Police records show that Bamber, then 24, had been with police since about 3am after he had called officers to tell them about a disturbance at the farmhouse.
Giovanni Di Stefano, the high-profile Italian legal adviser acting for Bamber, said he believed that the pictures were enough evidence to quash his client's five convictions for murder.
Mr Di Stefano, whose clients include the killer Kenneth Noye and the timeshare conman John Palmer, said: "These photographs prove, at the very least, that Mr Bamber could not have killed his sister.

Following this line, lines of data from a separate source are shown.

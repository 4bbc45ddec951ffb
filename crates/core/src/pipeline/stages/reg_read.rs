//! Register Read (RR) Stage.
//!
//! Operand readiness was captured at rename and is kept current by writeback
//! broadcasts, so this stage only forwards its bundle to dispatch.

use crate::pipeline::Pipeline;
use crate::pipeline::instruction::Stage;

/// Executes the register read stage.
pub fn reg_read_stage(p: &mut Pipeline) {
    if !p.dispatch.is_empty() {
        return;
    }
    if let Some(bundle) = p.reg_read.take() {
        p.advance_all(&bundle, Stage::RegRead);
        p.dispatch.push(bundle);
    }
}
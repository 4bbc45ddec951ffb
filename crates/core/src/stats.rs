//! Simulation statistics collection.
//!
//! This module tracks aggregate metrics for a pipeline run. It provides:
//! 1. **Cycle and IPC:** Final cycle number, reported cycle count, and instructions per cycle.
//! 2. **Throughput:** Instructions fetched from the trace and retired from the ROB.
//! 3. **Stalls:** Cycles in which rename or dispatch held a bundle for lack of ROB or IQ space.

use serde::Serialize;

/// Simulation statistics structure tracking all run-level metrics.
#[derive(Clone, Debug, Default, PartialEq, Eq, Serialize)]
pub struct SimStats {
    /// Value of the cycle counter after the last simulated cycle.
    ///
    /// Cycle numbering starts at 0 with the first fetch, so the reported
    /// cycle count is one less than this (see [`SimStats::cycles`]).
    pub final_cycle: u64,
    /// Number of instructions pulled from the trace.
    pub instructions_fetched: u64,
    /// Number of instructions retired.
    pub instructions_retired: u64,
    /// Cycles in which rename stalled on ROB space.
    pub stalls_rob: u64,
    /// Cycles in which dispatch stalled on IQ space.
    pub stalls_iq: u64,
}

impl SimStats {
    /// Reported cycle count: the final cycle number minus one.
    #[inline]
    pub const fn cycles(&self) -> u64 {
        self.final_cycle.saturating_sub(1)
    }

    /// Instructions per cycle, or 0 if no cycles were counted.
    pub fn ipc(&self) -> f64 {
        let cycles = self.cycles();
        if cycles == 0 {
            0.0
        } else {
            self.instructions_retired as f64 / cycles as f64
        }
    }
}
//! Trace Fetch (FE) Stage.
//!
//! Fetch does two things each cycle, in this order:
//! 1. **Advance:** Moves the fetch bundle into the decode latch if decode is empty.
//! 2. **Fetch:** Pulls up to `width` records from the trace into the empty fetch latch.
//!
//! Sequence numbers are assigned here, so they follow trace order exactly.

use tracing::trace;

use crate::pipeline::Pipeline;
use crate::pipeline::instruction::{Instruction, Stage};

/// Executes the fetch stage.
///
/// Fetching stops early only when the trace runs out; a partial final bundle
/// moves through the pipeline like any other.
pub fn fetch_stage(p: &mut Pipeline) {
    if p.decode.is_empty()
        && let Some(bundle) = p.fetch.take()
    {
        p.advance_all(&bundle, Stage::Fetch);
        p.decode.push(bundle);
    }

    if !p.fetch.is_empty() || p.trace.is_empty() {
        return;
    }

    let count = p.width.min(p.trace.len());
    let mut bundle = Vec::with_capacity(count);
    for record in p.trace.drain(..count) {
        let seq = p.insts.len();
        let latency = p.config.latency.latency_for(record.opcode);
        let mut inst = Instruction::new(seq, &record, latency);
        inst.timing.mark_begin(Stage::Fetch, p.cycle);
        trace!(cycle = p.cycle, seq, pc = record.pc, "FE");
        p.insts.push(inst);
        bundle.push(seq);
    }

    p.stats.instructions_fetched += count as u64;
    p.fetch.push(bundle);
}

"We are instructing experts on this but anyone knows that if blood is leaking at 7.30am as an officer's statement said, and the pictures show that, she could not have been dead at the time he was taken into police custody."
The new evidence is understood to come from a large cache of about 500,000 documents from the police investigation which were not disclosed to defence or prosecution lawyers during Bamber's original trial or his two failed appeals in 1987 and 2002.
During the trial, jurors were told that Bamber had shot his victims at White House Farm before placing the rifle and a Bible on the chest of Caffell to make it look as if she had carried out the killings and then committed suicide.
Caffell was initially the chief suspect after detectives were told by Bamber that she suffered from schizophrenia and had not been taking her medication.
The judge described Bamber, whose apparent motive was a £436,000 inheritance, as "warped and evil beyond belief".
A statement made by the first police officer on the scene, PC Peter Woodcock, described how he had entered the farmhouse at 7.34am and found Caffell's body. The officer said: "She had what appeared to be two bullet holes under her chin and blood leaking from both sides of her mouth down her cheeks."
Mr Di Stefano said that together with the photographs the evidence showed that Caffell could not have been dead when his client met police at 3am.
Bamber has always claimed that on the evening before the shootings there had been a row between his parents and Caffell over whether her son should be taken into care. He said he then received a call from his father in the early hours saying his sister had gone mad before the phone went dead.
Mr Di Stefano said other discrepancies had also come to light from the undisclosed evidence, including indications that Caffell's body had been moved after her death.
The CCRC confirmed that it had reopened its file on Bamber and was considering the new evidence.